Medical examiners shall make examination upon the view of the dead bodies of persons as are supposed to have died by violence, or by the action of chemical, thermal or electrical agents or following abortion, or from diseases resulting from injury or infection relating to occupation, or suddenly when not disabled by recognizable disease, or when any person is found dead. ... .- General Laws, Chap. 38, Sec. 6., as amended by Chap. 632, Sec. 4, Acts of 1945.

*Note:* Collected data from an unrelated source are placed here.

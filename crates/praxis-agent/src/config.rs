//! Agent configuration.

use praxis_core::{PraxisError, Result};
use serde::{Deserialize, Serialize};

/// Configuration for an agent shell.
#[derive(Debug, Clone, PartialEq, Serialize, Deserialize)]
#[serde(default)]
pub struct AgentConfig {
    /// Steps per constructed plan; `None` plans until a dead end or acceptance.
    pub plan_depth: Option<usize>,

    /// Replans allowed within one tick after a plan step turns out infeasible.
    pub max_replans: usize,

    /// Seed for outcome sampling. `None` seeds from entropy.
    pub seed: Option<u64>,
}

impl Default for AgentConfig {
    fn default() -> Self {
        Self {
            plan_depth: Some(24),
            max_replans: 1,
            seed: None,
        }
    }
}

impl AgentConfig {
    pub fn with_seed(mut self, seed: u64) -> Self {
        self.seed = Some(seed);
        self
    }

    pub fn with_plan_depth(mut self, depth: Option<usize>) -> Self {
        self.plan_depth = depth;
        self
    }

    pub fn validate(&self) -> Result<()> {
        if self.plan_depth == Some(0) {
            return Err(PraxisError::InvalidConfig {
                message: "plan_depth must be positive when set".to_string(),
            });
        }
        Ok(())
    }
}

#[cfg(test)]
mod tests {
    use super::*;

    #[test]
    fn test_default_config() {
        let config = AgentConfig::default();
        assert_eq!(config.plan_depth, Some(24));
        assert!(config.validate().is_ok());
    }

    #[test]
    fn test_config_from_json() {
        let config: AgentConfig = serde_json::from_str(r#"{"seed": 7, "plan_depth": null}"#).unwrap();
        assert_eq!(config.seed, Some(7));
        assert_eq!(config.plan_depth, None);
        assert_eq!(config.max_replans, 1);
    }

    #[test]
    fn test_zero_depth_rejected() {
        let config = AgentConfig::default().with_plan_depth(Some(0));
        assert!(config.validate().is_err());
    }
}
//! Multi-attribute utility model.
//!
//! Each tracked attribute has its own utility function. States are scored by
//! the change in utility a transition produces; goals add a term that grows
//! as the state approaches the goal's prerequisites.

use std::collections::BTreeMap;
use std::fmt;
use std::sync::Arc;

use praxis_core::{Goal, GoalSet, State, Value};

/// Keeps denominators non-zero in goal utility.
pub const EPSILON: f64 = 1e-10;

/// Utility of a single attribute value.
pub type UtilityFn = Arc<dyn Fn(&Value) -> f64 + Send + Sync>;

/// Per-attribute utility functions. Attributes without one contribute nothing.
#[derive(Clone, Default)]
pub struct UtilityTable {
    funcs: BTreeMap<String, UtilityFn>,
}

impl fmt::Debug for UtilityTable {
    fn fmt(&self, f: &mut fmt::Formatter<'_>) -> fmt::Result {
        f.debug_set().entries(self.funcs.keys()).finish()
    }
}

impl UtilityTable {
    pub fn new() -> Self {
        Self::default()
    }

    /// Register a utility function over raw values.
    pub fn with<F>(mut self, attribute: impl Into<String>, f: F) -> Self
    where
        F: Fn(&Value) -> f64 + Send + Sync + 'static,
    {
        self.funcs.insert(attribute.into(), Arc::new(f));
        self
    }

    /// Register a utility function over the numeric view of a value
    /// (booleans count as 1.0/0.0).
    pub fn with_numeric<F>(self, attribute: impl Into<String>, f: F) -> Self
    where
        F: Fn(f64) -> f64 + Send + Sync + 'static,
    {
        self.with(attribute, move |v: &Value| f(v.to_f64_lossy()))
    }

    pub fn contains(&self, attribute: &str) -> bool {
        self.funcs.contains_key(attribute)
    }

    /// Utility of one attribute value; zero for untracked attributes.
    pub fn attribute_utility(&self, attribute: &str, value: &Value) -> f64 {
        self.funcs.get(attribute).map_or(0.0, |u| u(value))
    }

    /// Change in utility going from `from` to `to`, summed over the tracked
    /// attributes present in both.
    pub fn transition_utility(&self, from: &State, to: &State) -> f64 {
        to.iter()
            .filter_map(|(k, v)| {
                let u = self.funcs.get(k)?;
                let before = from.get(k)?;
                Some(u(v) - u(before))
            })
            .sum()
    }

    /// Probability-weighted transition utility over outcome states.
    pub fn expected_utility(&self, state: &State, outcomes: &[(State, f64)]) -> f64 {
        outcomes
            .iter()
            .map(|(next, p)| p * self.transition_utility(state, next))
            .sum()
    }

    /// Utility of `state` with respect to a goal.
    ///
    /// Grows without bound as the state approaches the goal's prerequisites
    /// and scales with the expected gain of achieving it. Timed goals also
    /// weigh the utility of their expected failure state by `1 / time`.
    pub fn goal_utility(&self, state: &State, goal: &Goal) -> f64 {
        let dist = goal.prereqs().distance(state);
        let expected_gain = self.expected_utility(state, &goal.outcomes().states(state));

        let (time_discount, expected_loss) = match goal.time() {
            Some(time) => {
                let fail_state = goal.failures().expected_state(state);
                (
                    1.0 / (f64::from(time) + EPSILON),
                    self.transition_utility(state, &fail_state),
                )
            }
            None => (0.0, 0.0),
        };

        (1.0 / (dist + EPSILON)) * (expected_gain - expected_loss * time_discount)
    }

    /// Sum of goal utilities over a goal set.
    pub fn goals_utility(&self, state: &State, goals: &GoalSet) -> f64 {
        goals.iter().map(|g| self.goal_utility(state, g)).sum()
    }

    /// Ranking key for a candidate transition: its utility change plus the
    /// goal utility of the resulting state.
    pub fn successor_score(&self, from: &State, to: &State, goals: &GoalSet) -> f64 {
        self.transition_utility(from, to) + self.goals_utility(to, goals)
    }
}
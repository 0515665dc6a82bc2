//! Actions and the builder used to author them.

use rand::RngCore;

use crate::error::{PraxisError, Result};
use crate::outcome::{Outcomes, Update};
use crate::prereq::{Prereq, Prereqs};
use crate::state::State;

/// Something an agent can do: prerequisites plus a distribution of outcomes.
///
/// Actions hold no mutable state and are shared read-only across agents.
#[derive(Debug, Clone)]
pub struct Action {
    name: String,
    prereqs: Prereqs,
    outcomes: Outcomes,
    cost: f64,
    duration: u32,
}

/// Result of executing an action against a concrete state.
#[derive(Debug, Clone, PartialEq)]
pub enum ActionOutcome {
    /// Prerequisites held; this is the resolved (sampled) next state.
    Applied(State),
    /// Prerequisites did not hold for the listed attributes.
    PrereqFailed { unsatisfied: Vec<String> },
}

impl ActionOutcome {
    /// Convert into a `Result`, mapping prerequisite failure to
    /// [`PraxisError::PrereqsUnsatisfied`].
    pub fn into_result(self, action: &str) -> Result<State> {
        match self {
            ActionOutcome::Applied(state) => Ok(state),
            ActionOutcome::PrereqFailed { .. } => Err(PraxisError::PrereqsUnsatisfied {
                action: action.to_string(),
            }),
        }
    }
}

impl Action {
    /// Create an action with unit cost and a one-tick duration.
    pub fn new(name: impl Into<String>, prereqs: Prereqs, outcomes: Outcomes) -> Self {
        Self {
            name: name.into(),
            prereqs,
            outcomes,
            cost: 1.0,
            duration: 1,
        }
    }

    /// Create a new ActionBuilder.
    pub fn builder(name: impl Into<String>) -> ActionBuilder {
        ActionBuilder::new(name)
    }

    pub fn name(&self) -> &str {
        &self.name
    }

    pub fn prereqs(&self) -> &Prereqs {
        &self.prereqs
    }

    pub fn outcomes(&self) -> &Outcomes {
        &self.outcomes
    }

    /// Edge-cost multiplier used by goal-directed search.
    pub fn cost(&self) -> f64 {
        self.cost
    }

    /// Ticks the action occupies once started.
    pub fn duration(&self) -> u32 {
        self.duration
    }

    /// Check whether the action can be taken from `state`.
    pub fn satisfied(&self, state: &State) -> bool {
        self.prereqs.satisfied(state)
    }

    /// Expected next state, used for lookahead.
    pub fn expected_state(&self, state: &State) -> State {
        self.outcomes.expected_state(state)
    }

    /// Execute the action: check prerequisites, then resolve one outcome.
    pub fn apply(&self, state: &State, rng: &mut dyn RngCore) -> ActionOutcome {
        if !self.satisfied(state) {
            return ActionOutcome::PrereqFailed {
                unsatisfied: self
                    .prereqs
                    .unsatisfied(state)
                    .into_iter()
                    .map(String::from)
                    .collect(),
            };
        }
        ActionOutcome::Applied(self.outcomes.resolve(state, rng))
    }
}

/// Builder for creating Actions with a fluent API.
#[derive(Debug)]
pub struct ActionBuilder {
    name: String,
    prereqs: Prereqs,
    outcomes: Option<Outcomes>,
    updates: Vec<Update>,
    probs: Vec<f64>,
    cost: f64,
    duration: u32,
}

impl ActionBuilder {
    /// Create a new ActionBuilder.
    pub fn new(name: impl Into<String>) -> Self {
        Self {
            name: name.into(),
            prereqs: Prereqs::new(),
            outcomes: None,
            updates: Vec::new(),
            probs: Vec::new(),
            cost: 1.0,
            duration: 1,
        }
    }

    /// Add a prerequisite on an attribute.
    pub fn prereq(mut self, attribute: impl Into<String>, prereq: Prereq) -> Self {
        self.prereqs = self.prereqs.with(attribute, prereq);
        self
    }

    /// Replace all prerequisites.
    pub fn prereqs(mut self, prereqs: Prereqs) -> Self {
        self.prereqs = prereqs;
        self
    }

    /// Add one outcome with a fixed probability.
    pub fn outcome(mut self, update: Update, probability: f64) -> Self {
        self.updates.push(update);
        self.probs.push(probability);
        self
    }

    /// Use a prebuilt outcome set instead of individual outcomes.
    pub fn outcomes(mut self, outcomes: Outcomes) -> Self {
        self.outcomes = Some(outcomes);
        self
    }

    /// Set the edge-cost multiplier.
    pub fn cost(mut self, cost: f64) -> Self {
        self.cost = cost;
        self
    }

    /// Set the duration in ticks.
    pub fn duration(mut self, duration: u32) -> Self {
        self.duration = duration;
        self
    }

    /// Build the Action, validating its outcome set.
    pub fn build(self) -> Result<Action> {
        if self.name.trim().is_empty() {
            return Err(PraxisError::InvalidAction {
                message: "Action name cannot be empty".to_string(),
            });
        }
        if !self.cost.is_finite() || self.cost < 0.0 {
            return Err(PraxisError::InvalidAction {
                message: format!("Action {} has invalid cost {}", self.name, self.cost),
            });
        }

        let outcomes = match self.outcomes {
            Some(outcomes) if self.updates.is_empty() => outcomes,
            Some(_) => {
                return Err(PraxisError::InvalidAction {
                    message: format!(
                        "Action {} mixes an outcome set with individual outcomes",
                        self.name
                    ),
                })
            }
            None => Outcomes::fixed(self.updates, self.probs)?,
        };

        Ok(Action {
            name: self.name,
            prereqs: self.prereqs,
            outcomes,
            cost: self.cost,
            duration: self.duration,
        })
    }
}

#[cfg(test)]
mod tests {
    use super::*;
    use rand::rngs::StdRng;
    use rand::SeedableRng;

    fn work() -> Action {
        Action::builder("work")
            .prereq("employed", Prereq::eq(true))
            .outcome(Update::new().delta("cash", 100.0), 0.5)
            .outcome(Update::new().delta("cash", 50.0), 0.5)
            .duration(4)
            .build()
            .unwrap()
    }

    #[test]
    fn test_action_builder() {
        let action = work();
        assert_eq!(action.name(), "work");
        assert_eq!(action.duration(), 4);
        assert_eq!(action.cost(), 1.0);
        assert_eq!(action.outcomes().updates().len(), 2);
    }

    #[test]
    fn test_action_builder_rejects_malformed_outcomes() {
        let result = Action::builder("gamble")
            .outcome(Update::new().delta("cash", 100.0), 0.9)
            .outcome(Update::new().delta("cash", -100.0), 0.9)
            .build();
        assert!(matches!(result, Err(PraxisError::MalformedOutcomes { .. })));

        assert!(Action::builder("  ").build().is_err());
        assert!(Action::builder("rest").cost(-1.0).build().is_err());
    }

    #[test]
    fn test_expected_state() {
        let state: State = [("cash", 0.0)].into_iter().collect();
        assert_eq!(work().expected_state(&state).num("cash"), Some(75.0));
    }

    #[test]
    fn test_apply_checks_prereqs() {
        let mut rng = StdRng::seed_from_u64(11);
        let unemployed = State::from_iter([
            ("cash", crate::Value::from(0.0)),
            ("employed", crate::Value::from(false)),
        ]);

        let outcome = work().apply(&unemployed, &mut rng);
        assert_eq!(
            outcome,
            ActionOutcome::PrereqFailed {
                unsatisfied: vec!["employed".to_string()]
            }
        );
        assert!(matches!(
            outcome.into_result("work"),
            Err(PraxisError::PrereqsUnsatisfied { .. })
        ));

        let employed = unemployed.with("employed", true);
        match work().apply(&employed, &mut rng) {
            ActionOutcome::Applied(next) => {
                let cash = next.num("cash").unwrap();
                assert!(cash == 100.0 || cash == 50.0);
            }
            other => panic!("expected applied outcome, got {:?}", other),
        }
    }
}
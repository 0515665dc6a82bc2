//! Common types used across the Praxis planner.

use std::fmt;

use serde::{Deserialize, Serialize};

/// The value of a single state attribute.
///
/// Numeric attributes are averaged when computing expected states; boolean
/// and enum attributes take the most probable value instead.
#[derive(Debug, Clone, PartialEq, Serialize, Deserialize)]
#[serde(untagged)]
pub enum Value {
    /// A boolean flag (e.g. "employed").
    Bool(bool),
    /// A real-valued quantity (e.g. "cash").
    Num(f64),
    /// A categorical value (e.g. "neighborhood").
    Enum(String),
}

/// Kind of a [`Value`], without its payload.
#[derive(Debug, Clone, Copy, PartialEq, Eq, Hash, Serialize, Deserialize)]
#[serde(rename_all = "snake_case")]
pub enum ValueKind {
    Bool,
    Num,
    Enum,
}

impl Value {
    /// Returns the kind of this value.
    pub fn kind(&self) -> ValueKind {
        match self {
            Value::Bool(_) => ValueKind::Bool,
            Value::Num(_) => ValueKind::Num,
            Value::Enum(_) => ValueKind::Enum,
        }
    }

    /// Returns true if this value can be summed and scaled.
    pub fn is_numeric(&self) -> bool {
        matches!(self, Value::Num(_))
    }

    /// Numeric payload, if any.
    pub fn as_f64(&self) -> Option<f64> {
        match self {
            Value::Num(x) => Some(*x),
            _ => None,
        }
    }

    /// Boolean payload, if any.
    pub fn as_bool(&self) -> Option<bool> {
        match self {
            Value::Bool(b) => Some(*b),
            _ => None,
        }
    }

    /// Enum payload, if any.
    pub fn as_str(&self) -> Option<&str> {
        match self {
            Value::Enum(s) => Some(s),
            _ => None,
        }
    }

    /// Lossy numeric view used by utility functions: booleans map to 1.0/0.0.
    pub fn to_f64_lossy(&self) -> f64 {
        match self {
            Value::Num(x) => *x,
            Value::Bool(true) => 1.0,
            Value::Bool(false) => 0.0,
            Value::Enum(_) => 0.0,
        }
    }
}

impl fmt::Display for Value {
    fn fmt(&self, f: &mut fmt::Formatter<'_>) -> fmt::Result {
        match self {
            Value::Bool(b) => write!(f, "{}", b),
            Value::Num(x) => write!(f, "{}", x),
            Value::Enum(s) => write!(f, "{}", s),
        }
    }
}

impl From<f64> for Value {
    fn from(x: f64) -> Self {
        Value::Num(x)
    }
}

impl From<i32> for Value {
    fn from(x: i32) -> Self {
        Value::Num(f64::from(x))
    }
}

impl From<u32> for Value {
    fn from(x: u32) -> Self {
        Value::Num(f64::from(x))
    }
}

impl From<bool> for Value {
    fn from(b: bool) -> Self {
        Value::Bool(b)
    }
}

impl From<&str> for Value {
    fn from(s: &str) -> Self {
        Value::Enum(s.to_string())
    }
}

impl From<String> for Value {
    fn from(s: String) -> Self {
        Value::Enum(s)
    }
}

#[cfg(test)]
mod tests {
    use super::*;

    #[test]
    fn test_value_kind() {
        assert_eq!(Value::from(1.5).kind(), ValueKind::Num);
        assert_eq!(Value::from(true).kind(), ValueKind::Bool);
        assert_eq!(Value::from("downtown").kind(), ValueKind::Enum);
        assert!(Value::from(3).is_numeric());
        assert!(!Value::from(false).is_numeric());
    }

    #[test]
    fn test_untagged_serde() {
        let values: Vec<Value> = serde_json::from_str(r#"[true, 2.5, "renter"]"#).unwrap();
        assert_eq!(
            values,
            vec![Value::Bool(true), Value::Num(2.5), Value::Enum("renter".into())]
        );
    }

    #[test]
    fn test_lossy_numeric_view() {
        assert_eq!(Value::Bool(true).to_f64_lossy(), 1.0);
        assert_eq!(Value::Num(-4.0).to_f64_lossy(), -4.0);
    }
}
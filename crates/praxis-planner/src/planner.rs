//! Planner trait and configuration.

use std::sync::Arc;

use praxis_core::{Goal, GoalSet, Node, Plan, PraxisError, Result, State};
use serde::{Deserialize, Serialize};
use tracing::{debug, info};

use crate::hill::HillClimber;
use crate::ida::{Heuristic, IdaStar, Subplan, ZeroHeuristic};
use crate::successor::Successors;

/// Configuration for the planner.
#[derive(Debug, Clone, PartialEq, Serialize, Deserialize)]
#[serde(default)]
pub struct PlannerConfig {
    /// Maximum number of steps in a plan or subplan.
    pub max_steps: usize,

    /// Maximum number of nodes expanded by a single search.
    pub max_states_explored: usize,

    /// Maximum number of IDA* deepening passes before a goal is deemed unreachable.
    pub max_bound_iterations: usize,

    /// Amount the IDA* bound grows after each failed pass.
    pub bound_step: f64,

    /// Quantum numeric attributes are rounded to when fingerprinting visited states.
    pub state_resolution: f64,
}

impl Default for PlannerConfig {
    fn default() -> Self {
        Self {
            max_steps: 100,
            max_states_explored: 10_000,
            max_bound_iterations: 100,
            bound_step: 1.0,
            state_resolution: 1e-6,
        }
    }
}

impl PlannerConfig {
    /// Reject limits no search can run under.
    pub fn validate(&self) -> Result<()> {
        let invalid = |message: &str| {
            Err(PraxisError::InvalidConfig {
                message: message.to_string(),
            })
        };
        if self.max_steps == 0 {
            return invalid("max_steps must be positive");
        }
        if self.max_states_explored == 0 {
            return invalid("max_states_explored must be positive");
        }
        if self.max_bound_iterations == 0 {
            return invalid("max_bound_iterations must be positive");
        }
        if !(self.bound_step.is_finite() && self.bound_step > 0.0) {
            return invalid("bound_step must be a positive number");
        }
        if !(self.state_resolution.is_finite() && self.state_resolution > 0.0) {
            return invalid("state_resolution must be a positive number");
        }
        Ok(())
    }
}

/// Result of plan construction.
#[derive(Debug, Clone, Default)]
pub struct PlanningResult {
    /// The executable path, possibly empty.
    pub plan: Plan,

    /// Goals promoted from desired but infeasible actions.
    pub promoted: GoalSet,

    /// The root's goals together with the promoted ones. Where names clash
    /// the root's goal is kept.
    pub goals: GoalSet,

    /// Number of nodes expanded during the search.
    pub states_explored: usize,
}

/// Trait for planning engines.
pub trait Planner: Send + Sync {
    /// Build a plan from `root` by greedy backtracking search, up to `depth` steps.
    fn plan(&self, root: &Node, depth: Option<usize>) -> PlanningResult;

    /// Build a plan that ends in a node satisfying `accept`.
    fn plan_until(
        &self,
        root: &Node,
        depth: Option<usize>,
        accept: &dyn Fn(&Node) -> bool,
    ) -> PlanningResult;

    /// Find a minimum-distance path from `root` to a state satisfying the
    /// goal's prerequisites. `None` means the goal is currently unreachable.
    fn subplan(&self, root: &Node, goal: &Goal) -> Option<Subplan>;

    /// Check that every step of a plan is feasible along its expected trajectory.
    fn validate_plan(&self, plan: &Plan, state: &State) -> bool;

    /// Get the planner configuration.
    fn config(&self) -> &PlannerConfig;

    /// Update the planner configuration.
    fn set_config(&mut self, config: PlannerConfig);
}

/// Planner ranking successors by multi-attribute utility.
#[derive(Clone)]
pub struct UtilityPlanner {
    config: PlannerConfig,
    successors: Successors,
    heuristic: Arc<dyn Heuristic>,
}

impl std::fmt::Debug for UtilityPlanner {
    fn fmt(&self, f: &mut std::fmt::Formatter<'_>) -> std::fmt::Result {
        f.debug_struct("UtilityPlanner")
            .field("config", &self.config)
            .field("successors", &self.successors)
            .finish_non_exhaustive()
    }
}

impl UtilityPlanner {
    /// Create a planner with default configuration.
    pub fn new(successors: Successors) -> Self {
        Self::with_config(successors, PlannerConfig::default())
    }

    /// Create a planner with custom configuration.
    pub fn with_config(successors: Successors, config: PlannerConfig) -> Self {
        Self {
            config,
            successors,
            heuristic: Arc::new(ZeroHeuristic),
        }
    }

    /// Use a tighter admissible heuristic for subplanning.
    pub fn with_heuristic<H: Heuristic + 'static>(mut self, heuristic: H) -> Self {
        self.heuristic = Arc::new(heuristic);
        self
    }

    pub fn successors(&self) -> &Successors {
        &self.successors
    }

    fn climber(&self) -> HillClimber<'_> {
        HillClimber::new(&self.successors, &self.config)
    }
}

impl Planner for UtilityPlanner {
    fn plan(&self, root: &Node, depth: Option<usize>) -> PlanningResult {
        self.climber().climb(root, depth, None)
    }

    fn plan_until(
        &self,
        root: &Node,
        depth: Option<usize>,
        accept: &dyn Fn(&Node) -> bool,
    ) -> PlanningResult {
        self.climber().climb(root, depth, Some(accept))
    }

    fn subplan(&self, root: &Node, goal: &Goal) -> Option<Subplan> {
        info!("Subplanning for goal '{}'", goal.name());
        let target = goal.as_action();
        IdaStar::new(&self.successors, &self.config, self.heuristic.as_ref()).search(root, &target)
    }

    fn validate_plan(&self, plan: &Plan, state: &State) -> bool {
        let mut state = state.clone();
        for step in plan.steps() {
            if !step.choice.satisfied(&state) {
                debug!("Plan step '{}' no longer feasible", step.choice.name());
                return false;
            }
            state = self.successors.expected_state(&step.choice, &state);
        }
        true
    }

    fn config(&self) -> &PlannerConfig {
        &self.config
    }

    fn set_config(&mut self, config: PlannerConfig) {
        self.config = config;
    }
}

No undertaker or other persons shall bury a human body or the ashes thereof which have been brought into the commonwealth until he has received a permit so to do from the board of health or its agent appointed to issue such permits, or if there is no such board, from the clerk of the town where the body is to be buried or the funeral is to be held, or from a person appointed to have the care of the cemetery or burial ground in which the interment is made.